Increase User Engagement
When CTR% and bounce rate is high, it may be a sign that users aren’t seeing what they expected to find. If conversions are low, you may be bidding on the wrong keywords.
This can also be an indicator your landing page may not be in alignment with the keywords, message or call to action of the ad. Are your customers seeking more knowledge? Are they price shopping? or are you missing the opportunity to convert a sale? Split testing landing page variations for conversions and/or testing different keyword groups on the original landing page can help you decide if you need to reconsider strategy.
Drive to Conversions
If CTR %, bounce rate and conversions are high simultaneously, this can be a sign of a strong call to action and conversion. In this case, customers are often in the last stage of the “Buy Cycle” and are ready to make a purchase. In the case of a phone call conversion and some simple web forms, it is possible for a customer to convert so fast that they register as a bounce. This is common with immediate service industries like taxi cabs, towing services and locksmiths.
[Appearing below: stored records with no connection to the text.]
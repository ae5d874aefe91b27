//! In-memory tree version cache with path-scoped invalidation

use std::collections::HashMap;
use std::path::{Path, PathBuf};

use tracing::debug;

use super::TreeVersion;

#[derive(Debug, Clone)]
struct Entry {
    version: TreeVersion,
    /// Directory the entry was computed for
    context: PathBuf,
}

/// Tree versions keyed by scan key, each scoped to the directory it covers
#[derive(Debug, Default)]
pub struct TreeCache {
    entries: HashMap<String, Entry>,
}

impl TreeCache {
    pub fn new() -> Self {
        Self::default()
    }

    pub fn get(&self, key: &str) -> Option<TreeVersion> {
        self.entries.get(key).map(|e| e.version.clone())
    }

    pub fn set(&mut self, key: impl Into<String>, context: &Path, version: TreeVersion) {
        self.entries.insert(
            key.into(),
            Entry {
                version,
                context: context.to_path_buf(),
            },
        );
    }

    /// Drop entries computed for `path` or any of its ancestors.
    ///
    /// Returns the number of entries removed.
    pub fn invalidate_up(&mut self, path: &Path) -> usize {
        let before = self.entries.len();
        self.entries.retain(|_, entry| !path.starts_with(&entry.context));
        let removed = before - self.entries.len();
        if removed > 0 {
            debug!(path = %path.display(), removed, "invalidated tree versions");
        }
        removed
    }

    pub fn clear(&mut self) {
        self.entries.clear();
    }

    pub fn len(&self) -> usize {
        self.entries.len()
    }

    pub fn is_empty(&self) -> bool {
        self.entries.is_empty()
    }
}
Adwords is great for tracking your ad campaigns and how visitors reach your site. Analytics is superb at tracking how customers navigate within your website. Combine the power of both to have them communicate and track valuable conversion data. Together, they give insights into where you should be spending more or less to get the optimum ROI.
Utilizing the information discussed can aid in further optimization of both paid search campaigns as well as organic landing pages, ultimately providing your business with more customers and greater return on both paid and organic search.